Even Neil Patel has pointed out its underuse, saying, “One type of call to action that isn’t used a lot is an exit call to action.”
However, he’s one person who hasn’t neglected to reap its benefits. Neil uses exit-intent technology to keep his own visitors from abandoning his site.
But then, he’s known to put new and innovative technologies to the test. That’s why he’s a leader in the online marketing space.
For example, here’s an exit-intent call to action he recently used to pull visitors back, just as it was detected they were abandoning his site.
In implementing it, Patel was able to generate a 46% increase in contact requests at neilpatel.com.
Now, these are not your average overlays (although, eConsultancy does report that even an average overlay will increase opt-ins by up to 400%).

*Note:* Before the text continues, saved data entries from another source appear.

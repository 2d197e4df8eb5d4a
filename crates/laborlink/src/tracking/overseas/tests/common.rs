use std::collections::HashMap;
use std::sync::{Arc, Mutex};

use chrono::NaiveDate;

use crate::tracking::directory::{
    CandidateDirectory, CandidateId, CandidateIdentity, DirectoryError,
};
use crate::tracking::overseas::domain::{OverseasProgressRecord, OverseasProgressUpdate};
use crate::tracking::overseas::repository::OverseasRepository;
use crate::tracking::overseas::service::OverseasProgressService;
use crate::tracking::RepositoryError;

pub(super) fn date(y: i32, m: u32, d: u32) -> NaiveDate {
    NaiveDate::from_ymd_opt(y, m, d).expect("valid date")
}

pub(super) fn today() -> NaiveDate {
    date(2024, 6, 20)
}

pub(super) fn candidate_id() -> CandidateId {
    CandidateId("C-501".to_string())
}

pub(super) fn registered_candidates() -> Vec<CandidateIdentity> {
    vec![
        CandidateIdentity {
            candidate_id: CandidateId("C-501".to_string()),
            name_zh: "武氏蘭".to_string(),
            name_en: "VU THI LAN".to_string(),
            passport_no: Some("N1234567".to_string()),
            passport_expiry: Some(date(2026, 1, 15)),
            nationality: Some("VN".to_string()),
        },
        CandidateIdentity {
            candidate_id: CandidateId("C-502".to_string()),
            name_zh: "安迪".to_string(),
            name_en: "ANDI PRATAMA".to_string(),
            passport_no: Some("X7654321".to_string()),
            // Inside the six-month window as of the fixture date.
            passport_expiry: Some(date(2024, 9, 1)),
            nationality: Some("ID".to_string()),
        },
        CandidateIdentity {
            candidate_id: CandidateId("C-503".to_string()),
            name_zh: "瑪麗亞".to_string(),
            name_en: "MARIA SANTOS".to_string(),
            passport_no: None,
            passport_expiry: None,
            nationality: Some("PH".to_string()),
        },
    ]
}

#[derive(Default, Clone)]
pub(super) struct MemoryOverseasRepository {
    pub(super) records: Arc<Mutex<HashMap<CandidateId, OverseasProgressRecord>>>,
}

impl OverseasRepository for MemoryOverseasRepository {
    fn fetch(
        &self,
        candidate_id: &CandidateId,
    ) -> Result<Option<OverseasProgressRecord>, RepositoryError> {
        let guard = self.records.lock().expect("repository mutex poisoned");
        Ok(guard.get(candidate_id).cloned())
    }

    fn upsert(
        &self,
        record: OverseasProgressRecord,
    ) -> Result<OverseasProgressRecord, RepositoryError> {
        let mut guard = self.records.lock().expect("repository mutex poisoned");
        guard.insert(record.candidate_id.clone(), record.clone());
        Ok(record)
    }

    fn list_all(&self) -> Result<Vec<OverseasProgressRecord>, RepositoryError> {
        let guard = self.records.lock().expect("repository mutex poisoned");
        Ok(guard.values().cloned().collect())
    }
}

#[derive(Default, Clone)]
pub(super) struct StaticCandidates {
    candidates: HashMap<CandidateId, CandidateIdentity>,
}

impl StaticCandidates {
    pub(super) fn with(candidates: Vec<CandidateIdentity>) -> Self {
        Self {
            candidates: candidates
                .into_iter()
                .map(|candidate| (candidate.candidate_id.clone(), candidate))
                .collect(),
        }
    }
}

impl CandidateDirectory for StaticCandidates {
    fn candidate(&self, id: &CandidateId) -> Result<Option<CandidateIdentity>, DirectoryError> {
        Ok(self.candidates.get(id).cloned())
    }
}

pub(super) fn build_service() -> (
    OverseasProgressService<MemoryOverseasRepository, StaticCandidates>,
    Arc<MemoryOverseasRepository>,
) {
    let repository = Arc::new(MemoryOverseasRepository::default());
    let candidates = Arc::new(StaticCandidates::with(registered_candidates()));
    let service = OverseasProgressService::new(repository.clone(), candidates);
    (service, repository)
}

pub(super) fn passport_checked_update() -> OverseasProgressUpdate {
    OverseasProgressUpdate {
        passport_checked: Some(true),
        ..OverseasProgressUpdate::default()
    }
}
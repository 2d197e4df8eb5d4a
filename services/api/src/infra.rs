use std::collections::HashMap;
use std::sync::atomic::AtomicBool;
use std::sync::{Arc, Mutex};

use chrono::{Duration, Local, NaiveDate};
use metrics_exporter_prometheus::PrometheusHandle;

use laborlink::tracking::directory::{
    CandidateDirectory, CandidateId, CandidateIdentity, DirectoryError, WorkerDirectory, WorkerId,
    WorkerIdentity,
};
use laborlink::tracking::entry_filing::{EntryFilingRecord, FilingRepository};
use laborlink::tracking::medical::{CaseId, MedicalExceptionRecord, MedicalExceptionRepository};
use laborlink::tracking::overseas::{OverseasProgressRecord, OverseasRepository};
use laborlink::tracking::RepositoryError;

#[derive(Clone)]
pub(crate) struct AppState {
    pub(crate) readiness: Arc<AtomicBool>,
    pub(crate) metrics: Arc<PrometheusHandle>,
}

#[derive(Default, Clone)]
pub(crate) struct InMemoryFilingRepository {
    records: Arc<Mutex<HashMap<WorkerId, EntryFilingRecord>>>,
}

impl FilingRepository for InMemoryFilingRepository {
    fn fetch(&self, worker_id: &WorkerId) -> Result<Option<EntryFilingRecord>, RepositoryError> {
        let guard = self.records.lock().expect("repository mutex poisoned");
        Ok(guard.get(worker_id).cloned())
    }

    fn upsert(&self, record: EntryFilingRecord) -> Result<EntryFilingRecord, RepositoryError> {
        let mut guard = self.records.lock().expect("repository mutex poisoned");
        guard.insert(record.worker_id.clone(), record.clone());
        Ok(record)
    }

    fn list_all(&self) -> Result<Vec<EntryFilingRecord>, RepositoryError> {
        let guard = self.records.lock().expect("repository mutex poisoned");
        Ok(guard.values().cloned().collect())
    }
}

#[derive(Default, Clone)]
pub(crate) struct InMemoryOverseasRepository {
    records: Arc<Mutex<HashMap<CandidateId, OverseasProgressRecord>>>,
}

impl OverseasRepository for InMemoryOverseasRepository {
    fn fetch(
        &self,
        candidate_id: &CandidateId,
    ) -> Result<Option<OverseasProgressRecord>, RepositoryError> {
        let guard = self.records.lock().expect("repository mutex poisoned");
        Ok(guard.get(candidate_id).cloned())
    }

    fn upsert(
        &self,
        record: OverseasProgressRecord,
    ) -> Result<OverseasProgressRecord, RepositoryError> {
        let mut guard = self.records.lock().expect("repository mutex poisoned");
        guard.insert(record.candidate_id.clone(), record.clone());
        Ok(record)
    }

    fn list_all(&self) -> Result<Vec<OverseasProgressRecord>, RepositoryError> {
        let guard = self.records.lock().expect("repository mutex poisoned");
        Ok(guard.values().cloned().collect())
    }
}

#[derive(Default, Clone)]
pub(crate) struct InMemoryMedicalRepository {
    records: Arc<Mutex<HashMap<CaseId, MedicalExceptionRecord>>>,
}

impl MedicalExceptionRepository for InMemoryMedicalRepository {
    fn fetch(&self, case_id: &CaseId) -> Result<Option<MedicalExceptionRecord>, RepositoryError> {
        let guard = self.records.lock().expect("repository mutex poisoned");
        Ok(guard.get(case_id).cloned())
    }

    fn save(
        &self,
        record: MedicalExceptionRecord,
    ) -> Result<MedicalExceptionRecord, RepositoryError> {
        let mut guard = self.records.lock().expect("repository mutex poisoned");
        guard.insert(record.case_id.clone(), record.clone());
        Ok(record)
    }

    fn list_all(&self) -> Result<Vec<MedicalExceptionRecord>, RepositoryError> {
        let guard = self.records.lock().expect("repository mutex poisoned");
        Ok(guard.values().cloned().collect())
    }
}

/// Fixed worker registry stood in for the agency's worker service.
#[derive(Default, Clone)]
pub(crate) struct SeededWorkerDirectory {
    workers: Arc<HashMap<WorkerId, WorkerIdentity>>,
}

impl SeededWorkerDirectory {
    pub(crate) fn with(workers: Vec<WorkerIdentity>) -> Self {
        Self {
            workers: Arc::new(
                workers
                    .into_iter()
                    .map(|worker| (worker.worker_id.clone(), worker))
                    .collect(),
            ),
        }
    }

    pub(crate) fn len(&self) -> usize {
        self.workers.len()
    }
}

impl WorkerDirectory for SeededWorkerDirectory {
    fn worker(&self, id: &WorkerId) -> Result<Option<WorkerIdentity>, DirectoryError> {
        Ok(self.workers.get(id).cloned())
    }
}

/// Fixed candidate registry stood in for the recruitment service.
#[derive(Default, Clone)]
pub(crate) struct SeededCandidateDirectory {
    candidates: Arc<HashMap<CandidateId, CandidateIdentity>>,
}

impl SeededCandidateDirectory {
    pub(crate) fn with(candidates: Vec<CandidateIdentity>) -> Self {
        Self {
            candidates: Arc::new(
                candidates
                    .into_iter()
                    .map(|candidate| (candidate.candidate_id.clone(), candidate))
                    .collect(),
            ),
        }
    }

    pub(crate) fn len(&self) -> usize {
        self.candidates.len()
    }
}

impl CandidateDirectory for SeededCandidateDirectory {
    fn candidate(&self, id: &CandidateId) -> Result<Option<CandidateIdentity>, DirectoryError> {
        Ok(self.candidates.get(id).cloned())
    }
}

pub(crate) fn seed_workers() -> Vec<WorkerIdentity> {
    vec![
        WorkerIdentity {
            worker_id: WorkerId("W-1001".to_string()),
            name_zh: "阮氏香".to_string(),
            name_en: "NGUYEN THI HUONG".to_string(),
        },
        WorkerIdentity {
            worker_id: WorkerId("W-1002".to_string()),
            name_zh: "蘇西".to_string(),
            name_en: "SITI RAHAYU".to_string(),
        },
        WorkerIdentity {
            worker_id: WorkerId("W-1003".to_string()),
            name_zh: "巴育".to_string(),
            name_en: "SOMCHAI PRAYUT".to_string(),
        },
    ]
}

pub(crate) fn seed_candidates() -> Vec<CandidateIdentity> {
    let today = Local::now().date_naive();
    vec![
        CandidateIdentity {
            candidate_id: CandidateId("C-501".to_string()),
            name_zh: "武氏蘭".to_string(),
            name_en: "VU THI LAN".to_string(),
            passport_no: Some("N1234567".to_string()),
            passport_expiry: Some(today + Duration::days(700)),
            nationality: Some("VN".to_string()),
        },
        CandidateIdentity {
            candidate_id: CandidateId("C-502".to_string()),
            name_zh: "安迪".to_string(),
            name_en: "ANDI PRATAMA".to_string(),
            passport_no: Some("X7654321".to_string()),
            passport_expiry: Some(today + Duration::days(120)),
            nationality: Some("ID".to_string()),
        },
        CandidateIdentity {
            candidate_id: CandidateId("C-503".to_string()),
            name_zh: "瑪麗亞".to_string(),
            name_en: "MARIA SANTOS".to_string(),
            passport_no: Some("P5550123".to_string()),
            passport_expiry: Some(today + Duration::days(400)),
            nationality: Some("PH".to_string()),
        },
    ]
}

pub(crate) fn parse_date(raw: &str) -> Result<NaiveDate, String> {
    NaiveDate::parse_from_str(raw.trim(), "%Y-%m-%d")
        .map_err(|err| format!("failed to parse '{raw}' as YYYY-MM-DD ({err})"))
}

These are better. Why? Because, as mentioned, these overlays are triggered just as mouse movements detect that a visitor is about to abandon. With them, you get one last chance to make an appeal and get your visitors back onboard. Without them, your visitors are gone.
Rooster has created and placed a robust (yet affordable) exit-intent solution on the market that helps business websites re-engage with abandoning visitors.

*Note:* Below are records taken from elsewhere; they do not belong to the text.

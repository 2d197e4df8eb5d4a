use crate::demo::{run_demo, DemoArgs};
use crate::server;
use clap::{Args, Parser, Subcommand};
use laborlink::error::AppError;

#[derive(Parser, Debug)]
#[command(
    name = "LaborLink Compliance Tracker",
    about = "Run the statutory compliance tracking service from the command line",
    version
)]
struct Cli {
    #[command(subcommand)]
    command: Option<Command>,
}

#[derive(Subcommand, Debug)]
enum Command {
    /// Start the HTTP service (default command)
    Serve(ServeArgs),
    /// Walk a seeded end-to-end scenario and print the dashboards
    Demo(DemoArgs),
}

#[derive(Args, Debug, Default)]
pub(crate) struct ServeArgs {
    /// Override the configured host for the HTTP server
    #[arg(long)]
    pub(crate) host: Option<String>,
    /// Override the configured port for the HTTP server
    #[arg(long)]
    pub(crate) port: Option<u16>,
}

pub(crate) async fn run() -> Result<(), AppError> {
    let cli = Cli::parse();
    let command = cli
        .command
        .unwrap_or_else(|| Command::Serve(ServeArgs::default()));

    match command {
        Command::Serve(args) => server::run(args).await,
        Command::Demo(args) => run_demo(args),
    }
}
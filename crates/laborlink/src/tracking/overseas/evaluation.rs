//! Derivations the overseas store runs on every write.
//!
//! The blocking/completion rules here are deliberately feature-local and
//! distinct from the entry-filing aggregator: any one blocking condition
//! forces `BLOCKED`, completion requires every positive signal at once.

use chrono::{Months, NaiveDate};

use super::domain::{OverseasProgressRecord, OverseasStatus, PoliceStatus};
use crate::tracking::ExamResult;

/// A passport is deployable only while more than six months of validity
/// remain.
pub fn passport_valid_beyond_six_months(expiry: NaiveDate, today: NaiveDate) -> bool {
    match today.checked_add_months(Months::new(6)) {
        Some(horizon) => expiry > horizon,
        None => false,
    }
}

pub fn derive_overall(record: &OverseasProgressRecord) -> OverseasStatus {
    let blocked = record.medical_result == Some(ExamResult::Fail)
        || record.police_status == Some(PoliceStatus::Rejected)
        || record.passport_expiry_ok == Some(false)
        || record.arc_has_issues;
    if blocked {
        return OverseasStatus::Blocked;
    }

    let completed = record.medical_result == Some(ExamResult::Pass)
        && record.police_status == Some(PoliceStatus::Issued)
        && record.passport_expiry_ok == Some(true);
    if completed {
        OverseasStatus::Completed
    } else {
        OverseasStatus::InProgress
    }
}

Case Study: XeroShoes Turns Skeptical Visitors into Sales
XeroShoes was founded in 2009 by Steven Sashen and Lena Phoenix. Steven had experienced a series of injuries after revisiting his longtime passion for running. Subsequently, a friend suggested that he become familiar with the benefits of barefoot running.
And the XeroShoes line of barefootware was born.
Steven knew this wasn’t a concept that would be easy to sell to everyone and took this into account in his overall website design and strategy. When it was detected that visitors were just about to abandon his site, they were presented with a free research report that detailed the benefits of being barefoot.
In Steven’s final attempt to re-engage and convince any skeptical visitors, this last-second offer prompted 2.5% of abandoning visitors to accept the barefoot benefits report. And, out of those who opted to receive it, 28.4% went on to make a purchase.
Here’s another example…
Case Study: A Last-Second Calculator Generates 300% More Sales Leads
Gr8tFires.co.uk is a UK based business that has been selling gas and wood-burning stoves and fireplaces for over 30 years.
Their goal was to sell more stoves. With a long sales cycle, they were looking for a way to educate visitors on the installation process and stay top of mind as a trusted advisor with their prospects.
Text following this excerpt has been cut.